### Work item
Locate each line below that includes "present" and reproduce it.

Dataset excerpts
-- -- --
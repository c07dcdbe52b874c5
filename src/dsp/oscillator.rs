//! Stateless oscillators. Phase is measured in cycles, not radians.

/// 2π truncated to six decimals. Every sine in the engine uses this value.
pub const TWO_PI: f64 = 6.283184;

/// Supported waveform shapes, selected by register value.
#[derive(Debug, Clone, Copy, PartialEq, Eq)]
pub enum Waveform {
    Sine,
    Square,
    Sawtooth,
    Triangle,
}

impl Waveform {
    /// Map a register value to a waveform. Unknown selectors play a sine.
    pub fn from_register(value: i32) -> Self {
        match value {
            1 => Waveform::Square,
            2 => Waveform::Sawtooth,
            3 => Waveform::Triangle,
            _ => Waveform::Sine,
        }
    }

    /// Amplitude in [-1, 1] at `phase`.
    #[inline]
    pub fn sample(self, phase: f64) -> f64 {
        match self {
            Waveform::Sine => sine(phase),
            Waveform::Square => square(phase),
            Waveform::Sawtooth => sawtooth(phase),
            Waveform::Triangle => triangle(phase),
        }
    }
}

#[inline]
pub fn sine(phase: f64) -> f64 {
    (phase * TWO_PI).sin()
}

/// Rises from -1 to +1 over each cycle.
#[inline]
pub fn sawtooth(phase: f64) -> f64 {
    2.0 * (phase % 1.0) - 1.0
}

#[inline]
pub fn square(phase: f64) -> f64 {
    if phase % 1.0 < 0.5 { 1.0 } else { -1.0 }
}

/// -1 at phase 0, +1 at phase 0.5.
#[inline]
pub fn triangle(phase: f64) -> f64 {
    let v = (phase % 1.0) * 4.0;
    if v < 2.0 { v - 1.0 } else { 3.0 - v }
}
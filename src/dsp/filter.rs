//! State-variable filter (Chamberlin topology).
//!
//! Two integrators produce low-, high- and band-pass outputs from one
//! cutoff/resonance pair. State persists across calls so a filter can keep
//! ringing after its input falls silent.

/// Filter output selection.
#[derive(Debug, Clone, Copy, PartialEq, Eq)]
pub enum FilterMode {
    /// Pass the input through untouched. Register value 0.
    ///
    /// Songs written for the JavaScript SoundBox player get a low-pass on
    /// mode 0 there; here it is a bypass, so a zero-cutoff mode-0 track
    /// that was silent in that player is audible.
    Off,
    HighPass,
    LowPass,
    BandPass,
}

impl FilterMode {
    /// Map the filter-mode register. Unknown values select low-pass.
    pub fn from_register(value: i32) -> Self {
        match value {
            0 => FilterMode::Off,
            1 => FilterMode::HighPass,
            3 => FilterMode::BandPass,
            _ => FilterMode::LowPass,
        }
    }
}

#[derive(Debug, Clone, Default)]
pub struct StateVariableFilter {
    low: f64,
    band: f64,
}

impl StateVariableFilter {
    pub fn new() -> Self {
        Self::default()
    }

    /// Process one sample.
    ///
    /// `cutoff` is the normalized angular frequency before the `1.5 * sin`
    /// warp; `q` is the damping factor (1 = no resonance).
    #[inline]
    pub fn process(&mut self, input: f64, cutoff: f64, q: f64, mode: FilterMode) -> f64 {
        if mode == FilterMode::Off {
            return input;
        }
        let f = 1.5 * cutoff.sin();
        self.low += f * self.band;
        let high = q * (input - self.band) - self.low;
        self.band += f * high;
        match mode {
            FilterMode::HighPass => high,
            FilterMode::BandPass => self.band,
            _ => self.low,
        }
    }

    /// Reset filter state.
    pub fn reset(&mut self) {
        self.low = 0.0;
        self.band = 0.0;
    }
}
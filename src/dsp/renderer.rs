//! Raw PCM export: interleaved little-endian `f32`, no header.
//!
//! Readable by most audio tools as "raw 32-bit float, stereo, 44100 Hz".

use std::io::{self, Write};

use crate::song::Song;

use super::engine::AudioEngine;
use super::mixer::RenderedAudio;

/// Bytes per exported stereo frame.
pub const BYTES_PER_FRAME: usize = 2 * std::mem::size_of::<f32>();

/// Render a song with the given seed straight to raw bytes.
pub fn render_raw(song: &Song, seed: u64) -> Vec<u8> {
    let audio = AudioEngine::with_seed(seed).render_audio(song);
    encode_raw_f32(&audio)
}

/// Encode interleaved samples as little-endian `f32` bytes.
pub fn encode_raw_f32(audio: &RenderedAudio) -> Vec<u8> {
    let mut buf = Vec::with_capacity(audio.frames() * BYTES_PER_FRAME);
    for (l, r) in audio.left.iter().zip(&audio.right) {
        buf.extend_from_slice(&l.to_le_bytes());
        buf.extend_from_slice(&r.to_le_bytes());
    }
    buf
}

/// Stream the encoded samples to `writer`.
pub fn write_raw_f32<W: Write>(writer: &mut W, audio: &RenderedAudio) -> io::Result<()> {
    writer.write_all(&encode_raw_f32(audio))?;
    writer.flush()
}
-- -- --
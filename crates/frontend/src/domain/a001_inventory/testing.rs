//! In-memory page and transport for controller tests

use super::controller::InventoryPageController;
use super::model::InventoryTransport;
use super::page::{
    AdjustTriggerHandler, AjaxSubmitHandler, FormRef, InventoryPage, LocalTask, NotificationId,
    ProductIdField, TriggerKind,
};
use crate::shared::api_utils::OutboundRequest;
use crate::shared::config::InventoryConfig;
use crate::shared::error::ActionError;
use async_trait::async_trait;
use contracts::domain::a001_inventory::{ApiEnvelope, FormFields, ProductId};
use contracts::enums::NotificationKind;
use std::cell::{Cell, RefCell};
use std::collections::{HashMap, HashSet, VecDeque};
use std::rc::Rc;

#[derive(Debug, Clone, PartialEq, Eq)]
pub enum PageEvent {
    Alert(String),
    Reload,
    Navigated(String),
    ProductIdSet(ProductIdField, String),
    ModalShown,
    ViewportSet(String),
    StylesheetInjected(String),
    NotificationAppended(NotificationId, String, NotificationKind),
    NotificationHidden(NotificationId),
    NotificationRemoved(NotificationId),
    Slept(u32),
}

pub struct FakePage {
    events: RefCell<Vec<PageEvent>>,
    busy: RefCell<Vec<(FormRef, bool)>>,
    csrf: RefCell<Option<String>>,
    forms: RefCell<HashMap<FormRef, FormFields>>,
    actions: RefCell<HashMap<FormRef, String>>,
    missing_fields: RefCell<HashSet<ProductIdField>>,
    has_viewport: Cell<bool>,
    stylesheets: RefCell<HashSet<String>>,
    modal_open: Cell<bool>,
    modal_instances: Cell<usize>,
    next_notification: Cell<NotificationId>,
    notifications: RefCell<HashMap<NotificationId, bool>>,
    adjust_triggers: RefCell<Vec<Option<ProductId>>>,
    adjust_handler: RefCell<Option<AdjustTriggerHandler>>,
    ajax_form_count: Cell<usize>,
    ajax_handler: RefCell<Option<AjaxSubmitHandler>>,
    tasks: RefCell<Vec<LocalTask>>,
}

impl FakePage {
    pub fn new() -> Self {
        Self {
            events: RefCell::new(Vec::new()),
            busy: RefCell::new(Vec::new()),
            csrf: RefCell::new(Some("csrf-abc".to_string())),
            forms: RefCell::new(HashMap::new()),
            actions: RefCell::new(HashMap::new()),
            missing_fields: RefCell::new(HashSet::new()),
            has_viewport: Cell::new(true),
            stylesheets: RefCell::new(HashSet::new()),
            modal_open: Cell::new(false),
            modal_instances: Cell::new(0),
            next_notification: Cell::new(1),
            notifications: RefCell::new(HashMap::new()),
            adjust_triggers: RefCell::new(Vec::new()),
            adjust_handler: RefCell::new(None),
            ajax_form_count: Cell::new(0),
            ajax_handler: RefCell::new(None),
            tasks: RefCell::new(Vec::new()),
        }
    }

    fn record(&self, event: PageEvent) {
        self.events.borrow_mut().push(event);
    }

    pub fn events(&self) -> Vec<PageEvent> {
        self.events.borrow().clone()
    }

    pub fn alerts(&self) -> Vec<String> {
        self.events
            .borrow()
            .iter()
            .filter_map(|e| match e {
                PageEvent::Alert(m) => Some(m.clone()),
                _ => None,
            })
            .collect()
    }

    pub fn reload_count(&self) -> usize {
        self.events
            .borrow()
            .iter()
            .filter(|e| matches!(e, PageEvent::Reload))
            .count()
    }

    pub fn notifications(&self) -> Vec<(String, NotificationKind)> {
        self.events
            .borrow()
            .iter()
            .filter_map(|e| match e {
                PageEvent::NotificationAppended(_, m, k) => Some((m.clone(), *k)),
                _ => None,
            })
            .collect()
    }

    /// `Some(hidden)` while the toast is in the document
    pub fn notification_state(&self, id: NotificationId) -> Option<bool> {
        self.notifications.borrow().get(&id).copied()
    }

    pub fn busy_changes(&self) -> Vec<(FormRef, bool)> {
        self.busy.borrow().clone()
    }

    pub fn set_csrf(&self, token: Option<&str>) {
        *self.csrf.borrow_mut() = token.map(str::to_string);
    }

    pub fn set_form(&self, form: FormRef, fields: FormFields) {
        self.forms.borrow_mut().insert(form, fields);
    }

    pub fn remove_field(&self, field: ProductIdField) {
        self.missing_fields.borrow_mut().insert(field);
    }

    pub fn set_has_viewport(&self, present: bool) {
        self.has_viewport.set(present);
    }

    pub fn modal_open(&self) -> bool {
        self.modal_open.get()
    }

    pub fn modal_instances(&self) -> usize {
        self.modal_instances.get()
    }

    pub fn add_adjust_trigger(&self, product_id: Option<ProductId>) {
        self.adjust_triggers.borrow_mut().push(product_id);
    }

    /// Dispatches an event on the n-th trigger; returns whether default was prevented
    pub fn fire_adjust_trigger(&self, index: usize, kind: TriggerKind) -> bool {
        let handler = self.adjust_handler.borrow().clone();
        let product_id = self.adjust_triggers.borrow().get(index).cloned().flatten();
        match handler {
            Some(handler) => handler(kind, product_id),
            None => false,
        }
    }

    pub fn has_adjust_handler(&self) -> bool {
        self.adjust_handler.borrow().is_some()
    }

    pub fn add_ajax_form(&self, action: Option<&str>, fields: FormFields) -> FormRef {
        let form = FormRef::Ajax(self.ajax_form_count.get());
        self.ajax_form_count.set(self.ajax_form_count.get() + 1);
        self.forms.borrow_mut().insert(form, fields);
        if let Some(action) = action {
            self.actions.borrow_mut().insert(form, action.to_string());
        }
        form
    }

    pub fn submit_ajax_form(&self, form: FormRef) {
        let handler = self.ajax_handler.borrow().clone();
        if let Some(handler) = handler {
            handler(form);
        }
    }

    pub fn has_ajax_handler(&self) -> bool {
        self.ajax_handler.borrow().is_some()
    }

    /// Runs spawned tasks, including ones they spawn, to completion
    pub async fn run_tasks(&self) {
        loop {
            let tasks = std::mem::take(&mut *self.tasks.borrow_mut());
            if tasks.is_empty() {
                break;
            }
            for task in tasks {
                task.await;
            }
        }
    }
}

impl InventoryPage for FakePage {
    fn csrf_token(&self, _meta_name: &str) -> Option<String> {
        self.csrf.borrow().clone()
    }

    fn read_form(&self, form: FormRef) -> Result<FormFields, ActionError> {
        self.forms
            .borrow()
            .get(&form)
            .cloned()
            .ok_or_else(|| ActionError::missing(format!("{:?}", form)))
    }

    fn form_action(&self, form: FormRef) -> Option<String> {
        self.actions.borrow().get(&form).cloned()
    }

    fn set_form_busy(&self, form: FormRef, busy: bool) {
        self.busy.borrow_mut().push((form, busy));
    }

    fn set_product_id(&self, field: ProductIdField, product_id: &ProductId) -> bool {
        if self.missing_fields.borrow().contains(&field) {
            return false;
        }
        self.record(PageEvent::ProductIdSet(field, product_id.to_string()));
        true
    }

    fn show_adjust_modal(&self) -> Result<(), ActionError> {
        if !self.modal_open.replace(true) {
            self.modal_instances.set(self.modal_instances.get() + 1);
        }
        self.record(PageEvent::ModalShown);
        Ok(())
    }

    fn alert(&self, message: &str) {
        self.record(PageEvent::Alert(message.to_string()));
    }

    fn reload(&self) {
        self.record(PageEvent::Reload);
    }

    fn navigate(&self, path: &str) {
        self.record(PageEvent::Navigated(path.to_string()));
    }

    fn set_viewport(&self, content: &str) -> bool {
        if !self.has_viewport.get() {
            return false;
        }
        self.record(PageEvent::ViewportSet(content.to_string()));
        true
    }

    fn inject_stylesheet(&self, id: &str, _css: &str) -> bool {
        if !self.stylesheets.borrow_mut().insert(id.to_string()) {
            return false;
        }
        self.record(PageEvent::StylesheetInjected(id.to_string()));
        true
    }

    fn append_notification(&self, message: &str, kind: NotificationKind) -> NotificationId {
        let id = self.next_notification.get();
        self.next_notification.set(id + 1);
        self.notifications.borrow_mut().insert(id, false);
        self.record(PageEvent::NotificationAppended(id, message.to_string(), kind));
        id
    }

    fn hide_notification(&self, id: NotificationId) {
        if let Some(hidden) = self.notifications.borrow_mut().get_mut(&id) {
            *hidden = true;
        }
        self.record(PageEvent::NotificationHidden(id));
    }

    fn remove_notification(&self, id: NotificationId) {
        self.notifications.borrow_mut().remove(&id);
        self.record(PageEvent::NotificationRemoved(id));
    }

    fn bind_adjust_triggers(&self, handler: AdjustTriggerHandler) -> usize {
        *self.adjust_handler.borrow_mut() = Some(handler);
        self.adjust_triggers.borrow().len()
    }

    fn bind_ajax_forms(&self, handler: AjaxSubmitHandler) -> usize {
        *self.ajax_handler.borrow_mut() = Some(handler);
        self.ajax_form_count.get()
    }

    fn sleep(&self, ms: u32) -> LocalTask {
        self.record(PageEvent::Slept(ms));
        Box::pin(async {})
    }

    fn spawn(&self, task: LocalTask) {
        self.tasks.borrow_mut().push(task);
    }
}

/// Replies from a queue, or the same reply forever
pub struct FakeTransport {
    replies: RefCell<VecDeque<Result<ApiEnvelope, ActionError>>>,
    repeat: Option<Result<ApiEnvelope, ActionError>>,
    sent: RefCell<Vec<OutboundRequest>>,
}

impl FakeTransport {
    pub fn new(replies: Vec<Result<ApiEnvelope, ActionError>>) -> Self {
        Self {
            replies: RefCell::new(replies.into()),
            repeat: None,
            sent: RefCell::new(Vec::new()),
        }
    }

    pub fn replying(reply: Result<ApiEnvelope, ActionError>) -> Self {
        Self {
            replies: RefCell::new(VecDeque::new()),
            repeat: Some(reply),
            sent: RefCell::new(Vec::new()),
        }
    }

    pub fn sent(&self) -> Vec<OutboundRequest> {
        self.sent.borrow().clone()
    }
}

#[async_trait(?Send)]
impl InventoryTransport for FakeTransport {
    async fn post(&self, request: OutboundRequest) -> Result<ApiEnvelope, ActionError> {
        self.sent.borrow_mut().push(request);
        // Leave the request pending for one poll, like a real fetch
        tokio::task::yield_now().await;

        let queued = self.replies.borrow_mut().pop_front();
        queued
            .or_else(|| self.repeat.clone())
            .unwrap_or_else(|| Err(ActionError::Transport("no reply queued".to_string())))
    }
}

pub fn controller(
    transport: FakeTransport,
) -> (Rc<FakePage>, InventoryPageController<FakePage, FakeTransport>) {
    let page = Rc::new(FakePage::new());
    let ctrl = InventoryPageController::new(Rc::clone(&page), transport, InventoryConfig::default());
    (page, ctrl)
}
-- -- --
### Exercise output
    pub fn set_has_viewport(&self, present: bool) {
        self.has_viewport.set(present);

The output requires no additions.